**About this exercise**
Each line from the first down to the one containing "(after converting both" should be returned exactly as it appears below.

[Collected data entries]

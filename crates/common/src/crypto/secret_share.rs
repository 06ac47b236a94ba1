//! Sealing a symmetric secret to an Ed25519 public key
//!
//! Used wherever a key has to travel to a specific holder of an Ed25519 key:
//! share keys sent to an identity (the server-side response representation
//! and invites), legacy item keys sealed to the vault public key, and legacy
//! metadata keys.
//!
//! The construction is ephemeral ECDH over X25519 (after converting both
//! Ed25519 keys to Montgomery form). The AES-256 key-wrap KEK (RFC 3394) is
//! derived from the exact ephemeral and recipient key bytes together with the
//! shared secret, so the wrap's integrity check rejects a wrong recipient or
//! a modification of any byte, the ephemeral key's sign bit included.

use std::convert::TryFrom;
use std::fmt;

use aes_kw::KekAes256 as Kek;
use serde::{Deserialize, Serialize};
use zeroize::{Zeroize, Zeroizing};

use super::keys::{KeyError, PublicKey, SecretKey, PUBLIC_KEY_SIZE};
use super::secret::{Secret, SecretError, SECRET_SIZE};
use crate::wire;

/// Size of AES Key Wrap integrity block in bytes
pub const KW_BLOCK_SIZE: usize = 8;
/// Total size of a sealed share in bytes
///
/// Layout: ephemeral_pubkey (32) || wrapped_secret (40) = 72 bytes
pub const SECRET_SHARE_SIZE: usize = PUBLIC_KEY_SIZE + SECRET_SIZE + KW_BLOCK_SIZE;

const KEK_CONTEXT: &str = "sealvault 2024-06 secret share key-wrap key";

/// Errors that can occur during share creation or recovery
#[derive(Debug, thiserror::Error)]
pub enum SecretShareError {
    #[error("invalid share size, expected {expected}, got {actual}")]
    InvalidSize { expected: usize, actual: usize },
    /// The wrap integrity check failed: wrong recipient or modified share
    #[error("share could not be unwrapped")]
    Unwrap,
    #[error("share error: {0}")]
    Default(#[from] anyhow::Error),
    #[error("key error: {0}")]
    Key(#[from] KeyError),
    #[error("secret error: {0}")]
    Secret(#[from] SecretError),
}

/// A secret sealed to one recipient's public key
///
/// # Wire Format
///
/// ```text
/// [ ephemeral_pubkey: 32 bytes ][ wrapped_secret: 40 bytes ]
/// ```
///
/// Serialized as standard base64.
#[derive(Clone, Copy, Eq, PartialEq, Hash, Serialize, Deserialize)]
#[serde(try_from = "String", into = "String")]
pub struct SecretShare([u8; SECRET_SHARE_SIZE]);

impl fmt::Debug for SecretShare {
    fn fmt(&self, f: &mut fmt::Formatter<'_>) -> fmt::Result {
        f.debug_tuple("SecretShare").field(&self.to_base64()).finish()
    }
}

impl TryFrom<&[u8]> for SecretShare {
    type Error = SecretShareError;
    fn try_from(bytes: &[u8]) -> Result<Self, Self::Error> {
        if bytes.len() != SECRET_SHARE_SIZE {
            return Err(SecretShareError::InvalidSize {
                expected: SECRET_SHARE_SIZE,
                actual: bytes.len(),
            });
        }
        let mut share = [0; SECRET_SHARE_SIZE];
        share.copy_from_slice(bytes);
        Ok(SecretShare(share))
    }
}

impl TryFrom<String> for SecretShare {
    type Error = SecretShareError;
    fn try_from(encoded: String) -> Result<Self, Self::Error> {
        SecretShare::from_base64(&encoded)
    }
}

impl From<SecretShare> for String {
    fn from(share: SecretShare) -> Self {
        share.to_base64()
    }
}

impl SecretShare {
    pub fn from_base64(encoded: &str) -> Result<Self, SecretShareError> {
        let bytes = wire::decode(encoded, "secret share")
            .map_err(|e| anyhow::anyhow!("{}", e))?;
        SecretShare::try_from(bytes.as_slice())
    }

    pub fn to_base64(&self) -> String {
        wire::encode(self.0)
    }

    /// Seal `secret` so only the holder of `recipient`'s secret key can recover it
    pub fn new(secret: &Secret, recipient: &PublicKey) -> Result<Self, SecretShareError> {
        let ephemeral_private = SecretKey::generate()?;
        let ephemeral_public = ephemeral_private.public();

        let ephemeral_x25519_private = ephemeral_private.to_x25519();
        let recipient_x25519_public = recipient.to_x25519()?;
        let shared_secret = ephemeral_x25519_private.diffie_hellman(&recipient_x25519_public);

        let kek = derive_kek(&ephemeral_public, recipient, shared_secret.as_bytes());
        let wrapped = kek
            .wrap_vec(secret.bytes())
            .map_err(|_| anyhow::anyhow!("AES-KW wrap error"))?;

        let ephemeral_bytes = ephemeral_public.to_bytes();
        if ephemeral_bytes.len() + wrapped.len() != SECRET_SHARE_SIZE {
            return Err(anyhow::anyhow!("expected share size is incorrect").into());
        };

        let mut share = [0; SECRET_SHARE_SIZE];
        share[..PUBLIC_KEY_SIZE].copy_from_slice(&ephemeral_bytes);
        share[PUBLIC_KEY_SIZE..].copy_from_slice(&wrapped);
        Ok(SecretShare(share))
    }

    /// Recover the sealed secret with the recipient's secret key
    ///
    /// Fails with [`SecretShareError::Unwrap`] if the share was sealed to a
    /// different key or was modified.
    pub fn recover(&self, recipient_secret: &SecretKey) -> Result<Secret, SecretShareError> {
        // The ephemeral key is part of the sealed bytes; if it does not
        // parse, the share was modified.
        let ephemeral_public = PublicKey::try_from(&self.0[..PUBLIC_KEY_SIZE])
            .map_err(|_| SecretShareError::Unwrap)?;
        let ephemeral_x25519_public = ephemeral_public
            .to_x25519()
            .map_err(|_| SecretShareError::Unwrap)?;

        let recipient_x25519_private = recipient_secret.to_x25519();
        let shared_secret = recipient_x25519_private.diffie_hellman(&ephemeral_x25519_public);

        let kek = derive_kek(
            &ephemeral_public,
            &recipient_secret.public(),
            shared_secret.as_bytes(),
        );

        let mut unwrapped = kek
            .unwrap_vec(&self.0[PUBLIC_KEY_SIZE..])
            .map_err(|_| SecretShareError::Unwrap)?;
        let secret = Secret::from_slice(&unwrapped);
        unwrapped.zeroize();
        Ok(secret?)
    }

    /// Get a reference to the raw share bytes
    pub fn bytes(&self) -> &[u8] {
        &self.0
    }
}

/// KEK = BLAKE3-derive(ephemeral_pub || recipient_pub || dh)
fn derive_kek(ephemeral: &PublicKey, recipient: &PublicKey, shared_secret: &[u8; 32]) -> Kek {
    let mut material = Zeroizing::new(Vec::with_capacity(3 * PUBLIC_KEY_SIZE));
    material.extend_from_slice(&ephemeral.to_bytes());
    material.extend_from_slice(&recipient.to_bytes());
    material.extend_from_slice(shared_secret);
    let mut kek_bytes = blake3::derive_key(KEK_CONTEXT, &material);
    let kek = Kek::from(kek_bytes);
    kek_bytes.zeroize();
    kek
}

#[cfg(test)]
mod test {
    use super::*;

    #[test]
    fn test_share_secret() {
        let secret = Secret::from_slice(&[42u8; SECRET_SIZE]).unwrap();
        let private_key = SecretKey::generate().unwrap();
        let share = SecretShare::new(&secret, &private_key.public()).unwrap();
        let recovered_secret = share.recover(&private_key).unwrap();
        assert_eq!(secret, recovered_secret);
    }

    #[test]
    fn test_share_different_keys() {
        let secret = Secret::generate().unwrap();
        let alice_private = SecretKey::generate().unwrap();
        let bob_private = SecretKey::generate().unwrap();

        let share = SecretShare::new(&secret, &alice_private.public()).unwrap();
        assert_eq!(secret, share.recover(&alice_private).unwrap());
        assert!(matches!(
            share.recover(&bob_private),
            Err(SecretShareError::Unwrap)
        ));
    }

    #[test]
    fn test_share_modified_fails() {
        let secret = Secret::generate().unwrap();
        let private_key = SecretKey::generate().unwrap();
        let share = SecretShare::new(&secret, &private_key.public()).unwrap();

        let mut bytes = share.bytes().to_vec();
        bytes[SECRET_SHARE_SIZE - 1] ^= 0x01;
        let modified = SecretShare::try_from(bytes.as_slice()).unwrap();
        assert!(modified.recover(&private_key).is_err());
    }

    #[test]
    fn test_share_every_bit_flip_fails() {
        let secret = Secret::generate().unwrap();
        let private_key = SecretKey::generate().unwrap();
        let share = SecretShare::new(&secret, &private_key.public()).unwrap();

        for index in 0..SECRET_SHARE_SIZE {
            for bit in 0..8 {
                let mut bytes = share.bytes().to_vec();
                bytes[index] ^= 1 << bit;
                let modified = SecretShare::try_from(bytes.as_slice()).unwrap();
                assert!(
                    matches!(modified.recover(&private_key), Err(SecretShareError::Unwrap)),
                    "flip of byte {} bit {} was not rejected",
                    index,
                    bit
                );
            }
        }
    }

    #[test]
    fn test_share_serde_json_roundtrip() {
        let secret = Secret::generate().unwrap();
        let private_key = SecretKey::generate().unwrap();
        let share = SecretShare::new(&secret, &private_key.public()).unwrap();

        let json = serde_json::to_string(&share).unwrap();
        assert_eq!(json, format!("\"{}\"", share.to_base64()));
        let recovered_share: SecretShare = serde_json::from_str(&json).unwrap();
        assert_eq!(share, recovered_share);
        assert_eq!(secret, recovered_share.recover(&private_key).unwrap());
    }

    #[test]
    fn test_share_invalid_length() {
        assert!(matches!(
            SecretShare::try_from(&[0u8; SECRET_SHARE_SIZE - 1][..]),
            Err(SecretShareError::InvalidSize { .. })
        ));
        let too_long = wire::encode([0u8; SECRET_SHARE_SIZE + 1]);
        assert!(SecretShare::from_base64(&too_long).is_err());
    }
}
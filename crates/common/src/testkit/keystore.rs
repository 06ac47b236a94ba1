use std::sync::atomic::{AtomicBool, Ordering};

use crate::crypto::{EncryptionTag, Secret};
use crate::keystore::{KeystoreError, PlatformKeystore};

/// Keystore backed by a random in-memory device key
///
/// Wraps with ChaCha20-Poly1305. `lock` makes every call refuse, the way a
///  platform keystore behaves while the device is locked.
#[derive(Debug)]
pub struct MemoryKeystore {
    device_key: Secret,
    locked: AtomicBool,
}

impl MemoryKeystore {
    pub fn new() -> anyhow::Result<Self> {
        Ok(MemoryKeystore {
            device_key: Secret::generate()?,
            locked: AtomicBool::new(false),
        })
    }

    pub fn lock(&self) {
        self.locked.store(true, Ordering::SeqCst);
    }

    pub fn unlock(&self) {
        self.locked.store(false, Ordering::SeqCst);
    }

    fn check_unlocked(&self) -> Result<(), KeystoreError> {
        if self.locked.load(Ordering::SeqCst) {
            return Err(KeystoreError::Refused("device is locked".to_string()));
        }
        Ok(())
    }
}

impl PlatformKeystore for MemoryKeystore {
    fn wrap(&self, plaintext: &[u8]) -> Result<Vec<u8>, KeystoreError> {
        self.check_unlocked()?;
        self.device_key
            .encrypt(EncryptionTag::Passphrase, plaintext)
            .map_err(|e| KeystoreError::Refused(e.to_string()))
    }

    fn unwrap(&self, wrapped: &[u8]) -> Result<Vec<u8>, KeystoreError> {
        self.check_unlocked()?;
        self.device_key
            .decrypt(EncryptionTag::Passphrase, wrapped)
            .map_err(|_| KeystoreError::UnwrapFailed)
    }
}
//! Per-item encryption.
//!
//! Every item has its own random key. The content is encrypted under it with
//! tag `ItemContent`, and the key itself is wrapped for the share according
//! to the share's [`CryptoScheme`](crate::share::CryptoScheme).

mod engine;
mod scheme;
mod types;

pub use engine::ItemCryptoEngine;
pub use types::{EncryptedItemContent, EncryptedItemKey, Item, ItemId, ItemRevision, ItemSignatures};
use std::sync::Arc;

use zeroize::Zeroizing;

use super::types::{EncryptedVaultMetadata, RotationBundle, ShareKeyResponse, VaultProvisioningBundle};
use crate::codec::{VaultMetadata, VersionedRecord};
use crate::config::EngineConfig;
use crate::crypto::{Attestation, EncryptionTag, IdentityKey, Secret, SecretShare};
use crate::error::{KeyResolutionError, SchemaError, VaultCryptoError};
use crate::keystore::PlatformKeystore;
use crate::share::chain::verify_signature;
use crate::share::{
    CryptoScheme, Rotation, ShareId, ShareKey, ShareKeyring, UnlockedShareKey,
};
use crate::wire;

/// Mints vault key hierarchies and checks them on the way back in
///
/// Everything produced here is rooted in the engine's identity through an
/// acceptance signature, and everything read back is verified against it
/// before any key is used. A broken link makes the vault unreadable.
#[derive(Clone)]
pub struct VaultProvisioningEngine {
    pub(super) keystore: Arc<dyn PlatformKeystore>,
    pub(super) identity: Arc<dyn IdentityKey>,
    default_scheme: CryptoScheme,
}

impl std::fmt::Debug for VaultProvisioningEngine {
    fn fmt(&self, f: &mut std::fmt::Formatter<'_>) -> std::fmt::Result {
        f.debug_struct("VaultProvisioningEngine")
            .field("identity", &self.identity.public_key())
            .field("default_scheme", &self.default_scheme)
            .finish_non_exhaustive()
    }
}

impl VaultProvisioningEngine {
    pub fn new(keystore: Arc<dyn PlatformKeystore>, identity: Arc<dyn IdentityKey>) -> Self {
        Self::with_config(keystore, identity, &EngineConfig::default())
    }

    pub fn with_config(
        keystore: Arc<dyn PlatformKeystore>,
        identity: Arc<dyn IdentityKey>,
        config: &EngineConfig,
    ) -> Self {
        VaultProvisioningEngine {
            keystore,
            identity,
            default_scheme: config.default_scheme,
        }
    }

    /// Create a vault under the configured default scheme
    pub fn create_vault(
        &self,
        metadata: &VaultMetadata,
    ) -> Result<VaultProvisioningBundle, VaultCryptoError> {
        self.create_vault_with_scheme(self.default_scheme, metadata)
    }

    pub fn create_vault_with_scheme(
        &self,
        scheme: CryptoScheme,
        metadata: &VaultMetadata,
    ) -> Result<VaultProvisioningBundle, VaultCryptoError> {
        let share_id = ShareId::new();
        let key = UnlockedShareKey::generate(scheme, Rotation::FIRST)?;
        let share_key = ShareKey::seal(
            &share_id,
            &key,
            self.identity.as_ref(),
            self.keystore.as_ref(),
            true,
        )?;
        let metadata = self.seal_metadata(&share_id, &key, metadata)?;

        tracing::info!(share_id = %share_id, scheme = ?scheme, "provisioned vault");
        Ok(VaultProvisioningBundle {
            share_id,
            scheme,
            owner: self.identity.public_key(),
            share_key,
            metadata,
        })
    }

    /// Verify and decrypt vault metadata
    ///
    /// The share key must chain to this identity, and both metadata
    /// signatures must hold, before anything is decrypted.
    pub fn open_vault(
        &self,
        keyring: &ShareKeyring,
        encrypted: &EncryptedVaultMetadata,
    ) -> Result<VaultMetadata, VaultCryptoError> {
        let key = self.resolve(keyring, encrypted.key_rotation)?;
        let ciphertext = wire::decode(&encrypted.ciphertext, "ciphertext")?;
        let message = metadata_message(&keyring.share_id(), encrypted, &ciphertext);

        verify_signature(
            &key.attestation_key().public(),
            &message,
            &encrypted.vault_signature,
            Attestation::VaultMetadata,
        )?;
        verify_signature(
            &encrypted.author,
            &message,
            &encrypted.author_signature,
            Attestation::VaultMetadata,
        )?;

        let plaintext = match &key {
            UnlockedShareKey::Symmetric { secret, .. } => {
                Zeroizing::new(secret.decrypt(EncryptionTag::VaultMetadata, &ciphertext)?)
            }
            UnlockedShareKey::Legacy { vault, .. } => {
                let wrapped = encrypted.wrapped_key.as_deref().ok_or(
                    SchemaError::MalformedContent {
                        record: VaultMetadata::RECORD,
                    },
                )?;
                let metadata_key = SecretShare::from_base64(wrapped)
                    .and_then(|share| share.recover(vault))
                    .map_err(VaultCryptoError::unsealing(EncryptionTag::VaultMetadata))?;
                Zeroizing::new(metadata_key.decrypt(EncryptionTag::VaultMetadata, &ciphertext)?)
            }
        };
        Ok(VaultMetadata::decode(&plaintext, encrypted.format_version)?)
    }

    /// Re-encrypt and re-sign metadata under the active key
    pub fn update_metadata(
        &self,
        keyring: &ShareKeyring,
        metadata: &VaultMetadata,
    ) -> Result<EncryptedVaultMetadata, VaultCryptoError> {
        let key = keyring.unlock_active(self.keystore.as_ref(), &self.identity.public_key())?;
        let encrypted = self.seal_metadata(&keyring.share_id(), &key, metadata)?;
        tracing::debug!(
            share_id = %keyring.share_id(),
            rotation = %encrypted.key_rotation,
            "updated vault metadata"
        );
        Ok(encrypted)
    }

    /// Mint the next key generation
    ///
    /// The returned bundle holds the new active key; the previous active key
    /// is reported as retired. Apply it with [`RotationBundle::apply`] and
    /// publish the result in one step.
    pub fn rotate(&self, keyring: &ShareKeyring) -> Result<RotationBundle, VaultCryptoError> {
        let rotation = match keyring.latest_rotation() {
            Some(latest) => latest
                .next()
                .ok_or_else(|| anyhow::anyhow!("rotation counter exhausted"))?,
            None => Rotation::FIRST,
        };
        let retired = keyring.active().ok().map(|key| key.rotation);

        let key = UnlockedShareKey::generate(keyring.scheme(), rotation)?;
        let share_key = ShareKey::seal(
            &keyring.share_id(),
            &key,
            self.identity.as_ref(),
            self.keystore.as_ref(),
            true,
        )?;

        tracing::info!(
            share_id = %keyring.share_id(),
            rotation = %rotation,
            retired = ?retired.map(|r| r.get()),
            "minted share key rotation"
        );
        Ok(RotationBundle {
            share_id: keyring.share_id(),
            share_key,
            retired,
        })
    }

    /// Bring a server-held share key onto this device
    ///
    /// Verifies the acceptance chain, opens the response key with the
    /// identity, checks it against the signed fingerprint and wraps it with
    /// the local keystore.
    pub fn import_share_key(
        &self,
        share_id: &ShareId,
        scheme: CryptoScheme,
        response: &ShareKeyResponse,
    ) -> Result<ShareKey, VaultCryptoError> {
        let candidate = ShareKey {
            rotation: response.rotation,
            wrapped_key_material: String::new(),
            response_key: response.response_key.clone(),
            create_time: response.create_time,
            is_active: response.is_active,
            fingerprint: response.fingerprint,
            acceptance_signature: response.acceptance_signature.clone(),
            chain: response.chain.clone(),
        };
        candidate.verify_acceptance(share_id, &self.identity.public_key())?;

        let key = UnlockedShareKey::from_sealed(
            scheme,
            response.rotation,
            &response.response_key,
            self.identity.as_ref(),
        )?;
        if key.fingerprint() != response.fingerprint {
            return Err(VaultCryptoError::signature_invalid(Attestation::Acceptance));
        }
        key.check_chain(response.chain.as_ref())?;

        let wrapped = self.keystore.wrap(&key.material())?;
        tracing::debug!(share_id = %share_id, rotation = %response.rotation, "imported share key");
        Ok(ShareKey {
            wrapped_key_material: wire::encode(wrapped),
            ..candidate
        })
    }

    fn resolve(
        &self,
        keyring: &ShareKeyring,
        rotation: Rotation,
    ) -> Result<UnlockedShareKey, VaultCryptoError> {
        keyring
            .unlock(rotation, self.keystore.as_ref(), &self.identity.public_key())
            .map_err(|err| {
                tracing::warn!(
                    share_id = %keyring.share_id(),
                    rotation = %rotation,
                    class = ?err.class(),
                    "vault key did not verify"
                );
                match err {
                    VaultCryptoError::KeyResolution(KeyResolutionError::UnknownRotation {
                        share_id,
                        rotation,
                    }) => KeyResolutionError::KeyRotationNotFound { share_id, rotation }.into(),
                    other => other,
                }
            })
    }

    fn seal_metadata(
        &self,
        share_id: &ShareId,
        key: &UnlockedShareKey,
        metadata: &VaultMetadata,
    ) -> Result<EncryptedVaultMetadata, VaultCryptoError> {
        let encoded = metadata.encode()?;
        let (ciphertext, wrapped_key) = match key {
            UnlockedShareKey::Symmetric { secret, .. } => {
                (secret.encrypt(EncryptionTag::VaultMetadata, &encoded)?, None)
            }
            UnlockedShareKey::Legacy { vault, .. } => {
                let metadata_key = Secret::generate().map_err(anyhow::Error::new)?;
                let share =
                    SecretShare::new(&metadata_key, &vault.public()).map_err(anyhow::Error::new)?;
                (
                    metadata_key.encrypt(EncryptionTag::VaultMetadata, &encoded)?,
                    Some(share.to_base64()),
                )
            }
        };

        let mut encrypted = EncryptedVaultMetadata {
            ciphertext: wire::encode(&ciphertext),
            key_rotation: key.rotation(),
            format_version: VaultMetadata::CURRENT_VERSION,
            wrapped_key,
            author: self.identity.public_key(),
            author_signature: String::new(),
            vault_signature: String::new(),
        };
        let message = metadata_message(share_id, &encrypted, &ciphertext);
        encrypted.author_signature = wire::encode(self.identity.sign(&message).to_bytes());
        encrypted.vault_signature = wire::encode(key.attestation_key().sign(&message).to_bytes());
        Ok(encrypted)
    }
}

/// Both metadata signatures cover the share, rotation, layout version,
/// author, ciphertext and (legacy) wrapped metadata key
fn metadata_message(share_id: &ShareId, encrypted: &EncryptedVaultMetadata, ciphertext: &[u8]) -> Vec<u8> {
    Attestation::VaultMetadata.message(&[
        share_id.as_bytes(),
        &encrypted.key_rotation.get().to_be_bytes(),
        &encrypted.format_version.to_be_bytes(),
        &encrypted.author.to_bytes(),
        ciphertext,
        encrypted.wrapped_key.as_deref().unwrap_or_default().as_bytes(),
    ])
}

**Task solution**
filename crates/common/src/crypto/secret_share.rs
repository 06ac47b236a94ba1
//! Sealing a symmetric secret to an Ed25519 public key
//!
//! Used wherever a key has to travel to a specific holder of an Ed25519 key:
//! share keys sent to an identity (the server-side response representation
//! and invites), legacy item keys sealed to the vault public key, and legacy
//! metadata keys.
//!
//! The construction is ephemeral ECDH over X25519 (after converting both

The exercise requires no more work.